* _Input data_:
□ □ □ □ □ □ □
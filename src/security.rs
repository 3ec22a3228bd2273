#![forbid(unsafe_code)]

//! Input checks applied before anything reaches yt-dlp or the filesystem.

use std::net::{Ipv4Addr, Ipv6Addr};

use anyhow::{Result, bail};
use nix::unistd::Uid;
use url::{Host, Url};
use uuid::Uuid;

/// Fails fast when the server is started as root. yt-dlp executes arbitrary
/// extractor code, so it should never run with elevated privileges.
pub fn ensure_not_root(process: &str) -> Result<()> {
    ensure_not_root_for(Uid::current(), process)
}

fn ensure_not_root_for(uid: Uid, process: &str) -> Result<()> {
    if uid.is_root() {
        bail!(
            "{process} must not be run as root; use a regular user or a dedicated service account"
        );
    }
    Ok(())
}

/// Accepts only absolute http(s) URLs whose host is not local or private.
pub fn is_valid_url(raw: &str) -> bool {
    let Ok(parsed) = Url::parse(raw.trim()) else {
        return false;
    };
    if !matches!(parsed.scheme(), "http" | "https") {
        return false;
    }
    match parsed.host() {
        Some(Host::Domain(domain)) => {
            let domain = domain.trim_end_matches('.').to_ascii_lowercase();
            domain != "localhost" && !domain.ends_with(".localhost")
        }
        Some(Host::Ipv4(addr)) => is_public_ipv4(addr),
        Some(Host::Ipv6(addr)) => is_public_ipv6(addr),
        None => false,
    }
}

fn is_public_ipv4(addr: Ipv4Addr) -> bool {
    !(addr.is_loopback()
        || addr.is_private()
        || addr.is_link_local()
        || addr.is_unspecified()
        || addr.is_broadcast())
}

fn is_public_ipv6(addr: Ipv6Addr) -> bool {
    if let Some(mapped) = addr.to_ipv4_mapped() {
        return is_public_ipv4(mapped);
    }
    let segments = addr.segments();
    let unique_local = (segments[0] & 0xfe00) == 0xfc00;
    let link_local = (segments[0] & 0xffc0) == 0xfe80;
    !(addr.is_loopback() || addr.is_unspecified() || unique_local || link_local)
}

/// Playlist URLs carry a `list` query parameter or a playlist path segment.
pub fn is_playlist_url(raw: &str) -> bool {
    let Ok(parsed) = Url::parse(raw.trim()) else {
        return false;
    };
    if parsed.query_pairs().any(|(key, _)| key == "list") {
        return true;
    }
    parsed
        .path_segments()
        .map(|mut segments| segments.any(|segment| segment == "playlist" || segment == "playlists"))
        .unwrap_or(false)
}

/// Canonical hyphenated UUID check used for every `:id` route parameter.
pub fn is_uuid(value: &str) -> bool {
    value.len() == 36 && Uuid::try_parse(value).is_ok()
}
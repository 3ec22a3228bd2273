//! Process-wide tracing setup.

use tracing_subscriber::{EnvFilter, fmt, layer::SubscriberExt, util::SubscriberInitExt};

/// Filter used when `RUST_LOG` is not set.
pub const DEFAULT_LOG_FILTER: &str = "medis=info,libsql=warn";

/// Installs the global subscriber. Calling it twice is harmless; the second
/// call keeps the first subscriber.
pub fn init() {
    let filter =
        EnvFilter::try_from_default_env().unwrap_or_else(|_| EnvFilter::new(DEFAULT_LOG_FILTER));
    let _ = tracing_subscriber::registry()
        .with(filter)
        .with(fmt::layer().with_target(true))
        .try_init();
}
□ □ □ □ □ □ □
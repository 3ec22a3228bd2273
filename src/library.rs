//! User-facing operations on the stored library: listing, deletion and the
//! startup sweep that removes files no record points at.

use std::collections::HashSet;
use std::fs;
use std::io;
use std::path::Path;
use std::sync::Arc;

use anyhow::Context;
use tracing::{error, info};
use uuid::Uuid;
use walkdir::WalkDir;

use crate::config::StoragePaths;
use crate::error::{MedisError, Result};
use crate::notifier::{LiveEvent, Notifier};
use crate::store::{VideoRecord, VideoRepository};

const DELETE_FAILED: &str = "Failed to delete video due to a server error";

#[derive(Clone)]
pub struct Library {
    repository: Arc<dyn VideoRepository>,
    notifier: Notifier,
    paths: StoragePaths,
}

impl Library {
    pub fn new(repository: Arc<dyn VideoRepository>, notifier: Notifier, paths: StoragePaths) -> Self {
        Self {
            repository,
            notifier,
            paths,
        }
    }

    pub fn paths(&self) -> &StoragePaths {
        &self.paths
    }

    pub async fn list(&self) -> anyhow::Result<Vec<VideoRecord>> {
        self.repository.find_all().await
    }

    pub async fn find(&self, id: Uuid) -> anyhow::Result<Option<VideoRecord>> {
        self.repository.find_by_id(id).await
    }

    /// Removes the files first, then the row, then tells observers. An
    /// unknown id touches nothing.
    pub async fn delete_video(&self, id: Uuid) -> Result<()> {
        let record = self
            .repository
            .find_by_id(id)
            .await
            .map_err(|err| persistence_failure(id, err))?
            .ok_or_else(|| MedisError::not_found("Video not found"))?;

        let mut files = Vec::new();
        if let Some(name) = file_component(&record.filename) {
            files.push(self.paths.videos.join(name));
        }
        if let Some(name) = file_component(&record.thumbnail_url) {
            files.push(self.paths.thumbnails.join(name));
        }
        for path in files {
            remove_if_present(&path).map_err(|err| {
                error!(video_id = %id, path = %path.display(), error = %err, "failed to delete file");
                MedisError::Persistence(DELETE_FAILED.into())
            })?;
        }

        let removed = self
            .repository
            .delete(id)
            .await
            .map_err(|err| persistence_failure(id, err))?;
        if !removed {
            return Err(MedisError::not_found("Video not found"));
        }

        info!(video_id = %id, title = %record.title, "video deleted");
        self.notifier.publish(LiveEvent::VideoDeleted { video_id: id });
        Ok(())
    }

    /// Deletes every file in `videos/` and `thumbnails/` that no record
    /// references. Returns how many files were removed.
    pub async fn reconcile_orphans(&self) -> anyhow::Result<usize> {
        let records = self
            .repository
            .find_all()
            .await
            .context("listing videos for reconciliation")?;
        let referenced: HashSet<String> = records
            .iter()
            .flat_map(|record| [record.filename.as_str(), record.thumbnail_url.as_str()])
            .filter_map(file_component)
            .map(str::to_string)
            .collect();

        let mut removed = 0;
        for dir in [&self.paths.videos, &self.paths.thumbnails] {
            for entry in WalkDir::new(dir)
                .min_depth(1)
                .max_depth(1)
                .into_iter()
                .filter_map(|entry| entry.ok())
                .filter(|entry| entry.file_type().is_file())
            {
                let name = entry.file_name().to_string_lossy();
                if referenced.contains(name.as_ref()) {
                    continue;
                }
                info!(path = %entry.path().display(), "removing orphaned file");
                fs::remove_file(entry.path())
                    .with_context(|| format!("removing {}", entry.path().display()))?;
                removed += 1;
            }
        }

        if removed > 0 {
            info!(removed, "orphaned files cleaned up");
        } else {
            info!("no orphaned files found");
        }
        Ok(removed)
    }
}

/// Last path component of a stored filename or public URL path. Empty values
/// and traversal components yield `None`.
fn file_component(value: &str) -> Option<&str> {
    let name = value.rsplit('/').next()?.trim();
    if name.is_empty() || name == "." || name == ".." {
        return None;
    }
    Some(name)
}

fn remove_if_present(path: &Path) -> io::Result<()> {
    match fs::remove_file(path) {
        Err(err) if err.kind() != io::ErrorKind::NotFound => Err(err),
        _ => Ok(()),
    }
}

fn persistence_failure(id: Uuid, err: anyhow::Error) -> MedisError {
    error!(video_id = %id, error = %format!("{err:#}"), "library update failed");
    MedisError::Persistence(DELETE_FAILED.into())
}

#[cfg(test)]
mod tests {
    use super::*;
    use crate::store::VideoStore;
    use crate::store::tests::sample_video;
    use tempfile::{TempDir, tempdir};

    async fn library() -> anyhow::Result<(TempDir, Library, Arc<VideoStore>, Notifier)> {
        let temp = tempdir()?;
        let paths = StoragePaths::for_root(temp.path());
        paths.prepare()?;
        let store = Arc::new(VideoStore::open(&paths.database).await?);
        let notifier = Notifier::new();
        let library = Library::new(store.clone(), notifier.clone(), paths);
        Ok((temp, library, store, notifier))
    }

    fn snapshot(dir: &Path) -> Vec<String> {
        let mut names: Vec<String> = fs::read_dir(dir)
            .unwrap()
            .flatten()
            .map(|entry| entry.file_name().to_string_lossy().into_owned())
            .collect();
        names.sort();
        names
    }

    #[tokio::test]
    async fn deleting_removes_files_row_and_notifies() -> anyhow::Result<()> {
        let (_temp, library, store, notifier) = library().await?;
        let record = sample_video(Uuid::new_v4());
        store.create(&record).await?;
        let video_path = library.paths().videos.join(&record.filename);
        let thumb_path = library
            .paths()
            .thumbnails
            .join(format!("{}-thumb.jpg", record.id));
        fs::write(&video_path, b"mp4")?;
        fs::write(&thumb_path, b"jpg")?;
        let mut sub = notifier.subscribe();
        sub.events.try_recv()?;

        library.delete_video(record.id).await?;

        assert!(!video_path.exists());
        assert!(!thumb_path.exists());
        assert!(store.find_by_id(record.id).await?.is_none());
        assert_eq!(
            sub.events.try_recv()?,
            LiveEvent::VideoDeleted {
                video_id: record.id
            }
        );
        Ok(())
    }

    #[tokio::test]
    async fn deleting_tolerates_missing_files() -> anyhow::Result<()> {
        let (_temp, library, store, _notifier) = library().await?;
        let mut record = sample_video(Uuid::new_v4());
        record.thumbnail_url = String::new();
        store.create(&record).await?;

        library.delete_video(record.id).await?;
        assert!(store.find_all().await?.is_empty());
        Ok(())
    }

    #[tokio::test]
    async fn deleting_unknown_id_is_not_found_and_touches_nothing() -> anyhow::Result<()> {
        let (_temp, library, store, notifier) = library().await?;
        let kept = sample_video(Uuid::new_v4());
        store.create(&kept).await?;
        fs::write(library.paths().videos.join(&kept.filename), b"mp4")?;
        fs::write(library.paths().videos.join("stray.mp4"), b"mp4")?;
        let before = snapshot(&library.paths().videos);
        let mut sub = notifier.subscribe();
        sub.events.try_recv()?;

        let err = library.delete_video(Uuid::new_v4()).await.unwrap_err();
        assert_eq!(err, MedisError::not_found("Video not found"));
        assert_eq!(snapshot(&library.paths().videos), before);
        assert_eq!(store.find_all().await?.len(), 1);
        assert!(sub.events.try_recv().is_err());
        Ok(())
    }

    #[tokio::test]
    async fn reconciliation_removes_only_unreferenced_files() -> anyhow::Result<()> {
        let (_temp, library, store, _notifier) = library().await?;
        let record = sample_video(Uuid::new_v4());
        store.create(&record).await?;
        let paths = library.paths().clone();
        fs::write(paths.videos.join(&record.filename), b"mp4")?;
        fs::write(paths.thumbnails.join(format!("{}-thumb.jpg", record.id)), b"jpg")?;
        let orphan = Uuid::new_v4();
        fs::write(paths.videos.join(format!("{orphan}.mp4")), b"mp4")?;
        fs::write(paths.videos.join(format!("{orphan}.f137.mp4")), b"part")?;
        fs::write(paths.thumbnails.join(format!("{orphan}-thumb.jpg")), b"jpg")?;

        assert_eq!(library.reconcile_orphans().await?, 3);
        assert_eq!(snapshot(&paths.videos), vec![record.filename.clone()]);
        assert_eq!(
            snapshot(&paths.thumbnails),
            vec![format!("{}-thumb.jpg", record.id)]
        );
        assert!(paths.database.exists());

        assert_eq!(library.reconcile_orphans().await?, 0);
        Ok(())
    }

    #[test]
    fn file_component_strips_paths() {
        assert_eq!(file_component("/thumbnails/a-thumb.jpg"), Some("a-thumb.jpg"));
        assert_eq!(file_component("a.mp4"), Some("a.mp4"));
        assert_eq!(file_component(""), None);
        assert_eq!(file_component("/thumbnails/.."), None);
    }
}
□ □ □ □ □ □ □
* _Problem description_: Copy out every line from the records that has the word "info".

* _Expected answer_:
pub const DEFAULT_LOG_FILTER: &str = "medis=info,libsql=warn";
use tracing::{error, info};
        info!(video_id = %id, title = %record.title, "video deleted");
                info!(path = %entry.path().display(), "removing orphaned file");
            info!(removed, "orphaned files cleaned up");
            info!("no orphaned files found");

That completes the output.